Surviving medieval manuscripts show call and response to be a defining feature of contemporary European liturgical music, albeit precomposed rather than, as here, entirely improvised. And in those cultures which possess oral rather than written musical archives, we can reasonably assume an even older provenance. In Africa, the cradle of humanity, call and response extends into prehistory and remains central to music making across the continent today. In the African diaspora, it figures large in gospel, blues, various forms of jazz, son, salsa, rumba and so forth.

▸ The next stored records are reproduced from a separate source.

// 計測値データーベース
// SPDX-License-Identifier: MPL-2.0
// SPDX-FileCopyrightText: 2025 Akihiro Yamamoto <github.com/ak1211>
//
use crate::reading::{Reading, TIMESTAMP_FORMAT};
use chrono::NaiveDateTime;
use sqlx::sqlite::{SqlitePool, SqlitePoolOptions};
use std::result;
use thiserror::Error;

#[derive(Debug, Error)]
pub enum StorageError {
    #[error(r#"database "{0}""#)]
    Database(#[from] sqlx::Error),

    #[error(r#"duplicate timestamp "{0}" (refresh interval too short?)"#)]
    DuplicateTimestamp(String),

    #[error(r#"stored timestamp parse "{0}""#)]
    Timestamp(#[from] chrono::ParseError),
}

/// 計測値の追記専用ストア。timestampが主キー。
#[derive(Clone)]
pub struct ReadingStore {
    pool: SqlitePool,
}

impl ReadingStore {
    /// データーベースに接続する。
    /// 書き込むのは取得ループひとつだけなので接続もひとつでよい。
    pub async fn connect(database_url: &str) -> result::Result<Self, StorageError> {
        let pool = SqlitePoolOptions::new()
            .max_connections(1)
            .connect(database_url)
            .await?;
        Ok(ReadingStore { pool })
    }

    /// テーブルがなければ作る。既存のテーブルには触らない。
    pub async fn ensure_schema(&self) -> result::Result<(), StorageError> {
        sqlx::query(
            r#"CREATE TABLE IF NOT EXISTS readings (
                timestamp TEXT PRIMARY KEY,
                voltage REAL,
                current REAL,
                power_factor REAL,
                power REAL,
                energy REAL,
                anomaly INTEGER
            )"#,
        )
        .execute(&self.pool)
        .await?;
        Ok(())
    }

    /// 計測値をひとつ追記する。timestampの重複は黙って上書きせず
    /// 区別可能なエラーとして返す。
    pub async fn append(&self, reading: &Reading) -> result::Result<(), StorageError> {
        let timestamp = reading.timestamp_key();
        let result = sqlx::query(
            r#"INSERT INTO readings
                ( timestamp, voltage, current, power_factor, power, energy, anomaly )
                VALUES ( ?1, ?2, ?3, ?4, ?5, ?6, ?7 )"#,
        )
        .bind(&timestamp)
        .bind(reading.voltage)
        .bind(reading.current)
        .bind(reading.power_factor)
        .bind(reading.power)
        .bind(reading.energy)
        .bind(reading.anomaly())
        .execute(&self.pool)
        .await;

        match result {
            Ok(_) => Ok(()),
            Err(sqlx::Error::Database(e)) if e.is_unique_violation() => {
                Err(StorageError::DuplicateTimestamp(timestamp))
            }
            Err(e) => Err(StorageError::Database(e)),
        }
    }

    /// 新しい順に最大n件返す。何度呼んでも同じ結果になる。
    pub async fn recent(&self, n: u32) -> result::Result<Vec<Reading>, StorageError> {
        #[derive(sqlx::FromRow)]
        struct Row {
            timestamp: String,
            voltage: f64,
            current: f64,
            power_factor: f64,
            power: f64,
            energy: f64,
            anomaly: bool,
        }

        let rows = sqlx::query_as::<_, Row>(
            r#"SELECT timestamp, voltage, current, power_factor, power, energy, anomaly
                FROM readings ORDER BY timestamp DESC LIMIT ?1"#,
        )
        .bind(n)
        .fetch_all(&self.pool)
        .await?;

        rows.into_iter()
            .map(|row| {
                let timestamp = NaiveDateTime::parse_from_str(&row.timestamp, TIMESTAMP_FORMAT)?;
                Ok(Reading::from_stored(
                    timestamp,
                    row.voltage,
                    row.current,
                    row.power_factor,
                    row.power,
                    row.energy,
                    row.anomaly,
                ))
            })
            .collect()
    }

    pub async fn close(self) {
        self.pool.close().await;
    }
}

#[cfg(test)]
use crate::anomaly::Thresholds;
#[cfg(test)]
use crate::reading::RawRegisters;
#[cfg(test)]
use chrono::NaiveDate;

#[cfg(test)]
fn reading_at(second: u32, power: u32) -> Reading {
    let timestamp = NaiveDate::from_ymd_opt(2025, 6, 1)
        .unwrap()
        .and_hms_opt(12, 0, second)
        .unwrap();
    let thresholds = Thresholds {
        voltage_high: 250.0,
        voltage_low: 200.0,
        current_high: 10.0,
        power_high: 2000.0,
    };
    let raw = RawRegisters {
        voltage: 23500,
        current: 500,
        power_factor: 950,
        power,
        energy: 1500,
    };
    Reading::from_raw(timestamp, &raw, &thresholds)
}

#[cfg(test)]
async fn memory_store() -> ReadingStore {
    let store = ReadingStore::connect("sqlite::memory:").await.unwrap();
    store.ensure_schema().await.unwrap();
    store
}

#[tokio::test]
async fn test1() {
    // 追記した順の逆順(新しい順)で返る
    let store = memory_store().await;
    let r1 = reading_at(1, 110000);
    let r2 = reading_at(2, 110000);
    let r3 = reading_at(3, 110000);
    store.append(&r1).await.unwrap();
    store.append(&r2).await.unwrap();
    store.append(&r3).await.unwrap();

    let recent = store.recent(3).await.unwrap();
    assert_eq!(recent, vec![r3.clone(), r2.clone(), r1.clone()]);

    // 件数指定が多すぎてもある分だけ返る
    let recent = store.recent(10).await.unwrap();
    assert_eq!(recent.len(), 3);

    // 追記なしで呼び直しても同じ結果(冪等)
    let again = store.recent(10).await.unwrap();
    assert_eq!(recent, again);

    // 新しい2件だけ
    let recent = store.recent(2).await.unwrap();
    assert_eq!(recent, vec![r3, r2]);
}

#[tokio::test]
async fn test2() {
    // timestampの重複は拒否されて、ストアの中身は変わらない
    let store = memory_store().await;
    let first = reading_at(1, 110000);
    let duplicate = reading_at(1, 220000);
    store.append(&first).await.unwrap();

    assert!(matches!(
        store.append(&duplicate).await,
        Err(StorageError::DuplicateTimestamp(_))
    ));

    let recent = store.recent(10).await.unwrap();
    assert_eq!(recent, vec![first]);
}

#[tokio::test]
async fn test3() {
    // 異常フラグも含めて往復する
    let store = memory_store().await;
    let reading = reading_at(0, 220000); // 2200 W > 2000 W
    assert!(reading.anomaly());
    store.append(&reading).await.unwrap();

    let recent = store.recent(1).await.unwrap();
    assert_eq!(recent.len(), 1);
    assert!(recent[0].anomaly());
    assert_eq!(recent[0], reading);

    // テーブル作成は何度実行してもよい
    store.ensure_schema().await.unwrap();
    assert_eq!(store.recent(1).await.unwrap().len(), 1);
}

#[tokio::test]
async fn test4() {
    // 空のストア
    let store = memory_store().await;
    assert!(store.recent(10).await.unwrap().is_empty());
    store.close().await;
}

Karlheinz Stockhausen affirmed antiphony's place in modern European symphonic music when he made it a feature of Gruppen, which he composed for three coactive orchestras. Stockhausen completed the monumental work in 1957. The same year roots-modernist Charles Mingus wrote his miniature masterpiece "Original Faubus Fables," in which, with call and response centre-stage, he eviscerated Arkansas governor Orval Faubus for his refusal to comply with the US Supreme Court's ruling to desegregate the state's schools. In perhaps its most powerful recorded version, on the album Charles Mingus Presents Charles Mingus (Candid, 1960), the instrumental call and response between Mingus' bass and Eric Dolphy and Ted Curson's (vocalized) horns is augmented by vocal exchanges between Mingus and drummer Dannie Richmond.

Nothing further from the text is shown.